The Last Positions To Be Integrated

I was listening to sports radio this afternoon, the John Thompson Show, and they were interviewing Dwight Stephenson from the Super Bowl. Live from Radio Row in Ft. Lauderdale! Stephenson now owns a construction company in the area, and the group talked about local efforts to build some housing in blighted communities, a project Stephenson is active in.

Rich Walker mentions during the introduction, that it was not usual to be a center and be African-American in those years.
I hadn't been aware of that; and John Thompson hadn't been either. After a few minutes he circles back and asks why it was unusual to be an African-American, and play center. Stephenson discusses the "natural leadership" of the position: how it's a position of control, the huddle sets up around you, you lead the offense to the line of scrimmage, you make the blocking calls, etc. He states "Blacks didn't traditionally play that position."

Walker chimes in: "In football in general, it was pretty much an unwritten rule that you wouldn't play quarterback, center, middle linebacker, or free safety. You were never in the middle of it. So those were the last positions to be integrated."

I knew of the historical resistance to letting black players be quarterbacks. I'm not even sure we should call it "historical". Despite the successes of Warren Moon, Doug Williams, Randall Cunningham, and Donovan McNabb (among others), I think young black quarterbacks are still more likely to be shifted to safety when they get to college (or earlier!) than deployed at the QB position.

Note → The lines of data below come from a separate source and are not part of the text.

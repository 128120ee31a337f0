//! Broadcast transport abstraction and the in-memory fan-out backend.

use async_trait::async_trait;
use dashmap::DashMap;
use thiserror::Error;
use tokio::sync::broadcast;

use super::{Address, NotificationEnvelope};

/// Errors a broadcast transport may report.
///
/// The router logs and counts these; callers never see them.
#[derive(Debug, Error)]
pub enum BroadcastError {
    #[error("transport unavailable: {0}")]
    Unavailable(String),

    #[error("publish failed: {0}")]
    Publish(String),

    #[error("serialization error: {0}")]
    Serialization(#[from] serde_json::Error),
}

impl BroadcastError {
    /// Short label used in log fields
    pub fn kind(&self) -> &'static str {
        match self {
            BroadcastError::Unavailable(_) => "unavailable",
            BroadcastError::Publish(_) => "publish",
            BroadcastError::Serialization(_) => "serialization",
        }
    }
}

/// Best-effort fan-out of a payload to the current subscribers of an address.
#[async_trait]
pub trait BroadcastTransport: Send + Sync {
    async fn push(&self, envelope: &NotificationEnvelope) -> Result<(), BroadcastError>;

    /// Transport name for logs
    fn name(&self) -> &'static str;
}

/// In-process transport: one `tokio::sync::broadcast` channel per address.
///
/// Pushing to an address nobody subscribes to succeeds and drops the
/// envelope. Slow subscribers lag and lose the oldest envelopes once
/// `capacity` is exceeded.
pub struct MemoryBroadcastTransport {
    channels: DashMap<Address, broadcast::Sender<NotificationEnvelope>>,
    capacity: usize,
}

impl MemoryBroadcastTransport {
    pub fn new(capacity: usize) -> Self {
        Self {
            channels: DashMap::new(),
            capacity: capacity.max(1),
        }
    }

    pub fn subscribe(&self, address: &Address) -> broadcast::Receiver<NotificationEnvelope> {
        self.channels
            .entry(address.clone())
            .or_insert_with(|| broadcast::channel(self.capacity).0)
            .subscribe()
    }

    pub fn subscriber_count(&self, address: &Address) -> usize {
        self.channels
            .get(address)
            .map(|tx| tx.receiver_count())
            .unwrap_or(0)
    }

    /// Addresses with a live channel
    pub fn address_count(&self) -> usize {
        self.channels.len()
    }
}

impl Default for MemoryBroadcastTransport {
    fn default() -> Self {
        Self::new(256)
    }
}

#[async_trait]
impl BroadcastTransport for MemoryBroadcastTransport {
    async fn push(&self, envelope: &NotificationEnvelope) -> Result<(), BroadcastError> {
        // Clone the sender out so no map guard is held across remove_if
        let sender = self.channels.get(&envelope.address).map(|tx| tx.value().clone());

        let delivered = match sender {
            Some(tx) => match tx.send(envelope.clone()) {
                Ok(receivers) => receivers,
                Err(_) => {
                    self.channels
                        .remove_if(&envelope.address, |_, tx| tx.receiver_count() == 0);
                    0
                }
            },
            None => 0,
        };

        tracing::trace!(
            address = %envelope.address,
            receivers = delivered,
            "Envelope fanned out"
        );
        Ok(())
    }

    fn name(&self) -> &'static str {
        "memory"
    }
}

#[cfg(test)]
mod tests {
    use super::*;
    use crate::router::Destination;

    fn envelope(address: &Address) -> NotificationEnvelope {
        NotificationEnvelope::new(
            Destination::Global,
            address.clone(),
            serde_json::json!({"n": 1}),
        )
    }

    #[tokio::test]
    async fn test_fan_out_to_all_subscribers() {
        let transport = MemoryBroadcastTransport::new(8);
        let address = Address::new("data-updates");
        let mut a = transport.subscribe(&address);
        let mut b = transport.subscribe(&address);
        assert_eq!(transport.subscriber_count(&address), 2);

        transport.push(&envelope(&address)).await.unwrap();

        assert_eq!(a.recv().await.unwrap().payload["n"], 1);
        assert_eq!(b.recv().await.unwrap().payload["n"], 1);
    }

    #[tokio::test]
    async fn test_addresses_are_isolated() {
        let transport = MemoryBroadcastTransport::new(8);
        let mut other = transport.subscribe(&Address::new("role:ADMIN"));

        transport
            .push(&envelope(&Address::new("role:USER")))
            .await
            .unwrap();

        assert!(other.try_recv().is_err());
    }

    #[tokio::test]
    async fn test_push_without_subscribers_succeeds_and_cleans_up() {
        let transport = MemoryBroadcastTransport::new(8);
        let address = Address::new("notifications:user:1");

        assert!(transport.push(&envelope(&address)).await.is_ok());

        drop(transport.subscribe(&address));
        assert_eq!(transport.address_count(), 1);
        assert!(transport.push(&envelope(&address)).await.is_ok());
        assert_eq!(transport.address_count(), 0);
    }
}
//! Point-to-point mail delivery.
//!
//! [`AsyncMailDispatcher`] submits each message to a bounded
//! [`MailWorkerPool`] and returns a [`DeliveryHandle`] that resolves to a
//! boolean outcome. Transport failures are logged, never returned.
//!
//! Transports:
//!
//! - `LogMailTransport`: logs the hand-off (default)
//! - `MemoryMailTransport`: keeps accepted messages in memory
//!
//! Use `create_mail_transport()` to build the one named in configuration.

mod dispatcher;
mod handle;
mod pool;
mod transport;
mod types;

use std::sync::Arc;

use crate::config::MailConfig;

pub use dispatcher::{AsyncMailDispatcher, MailStats, MailStatsSnapshot};
pub use handle::DeliveryHandle;
pub use pool::{AdmissionPolicy, MailPoolConfig, MailWorkerPool, SubmitError};
pub use transport::{
    LogMailTransport, MailTransport, MailTransportError, MemoryMailTransport, SentMail,
};
pub use types::{BodyFormat, DeliveryOutcome, DeliveryRequest};

/// Create the mail transport named by `settings.transport`.
///
/// - `"memory"`: `MemoryMailTransport`
/// - `"log"` (default): `LogMailTransport`
pub fn create_mail_transport(settings: &MailConfig) -> Arc<dyn MailTransport> {
    match settings.transport.as_str() {
        "memory" => {
            tracing::info!(transport = "memory", from = %settings.from, "Creating memory mail transport");
            Arc::new(MemoryMailTransport::new(settings.from.clone()))
        }
        other => {
            if other != "log" {
                tracing::warn!(transport = %other, "Unknown mail transport, falling back to log");
            }
            tracing::info!(transport = "log", from = %settings.from, "Creating log mail transport");
            Arc::new(LogMailTransport::new(settings.from.clone()))
        }
    }
}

But I had not been aware that it extended to these other "leadership" positions up the middle of the offense and defense. Fascinating.

Podcast (9:50)
mp3 (4 mb)

Thompson asks his question at about 3:15, and Stephenson answers.
Walker's line about the last positions starts at about 5:05.

During his playing days in the 80s Stephenson was always described by the TV announcers as a great tactician at his position. I was intrigued to hear how he would sound. He comes across as an extremely classy, outgoing and bubbly guy. Energetic. Humble too: asked about his own playing career, he is careful to underscore his good fortune in teammates and coaches. He mentions Sylvester Croom. He also makes the case for Ray Donaldson to go to the Hall of Fame, starting at about 4:35. Donaldson was one of the last Baltimore Colts. Nice shout-out, Dwight.

1 comment:

  1. Dwight was one of the best I ever saw. Maybe the best.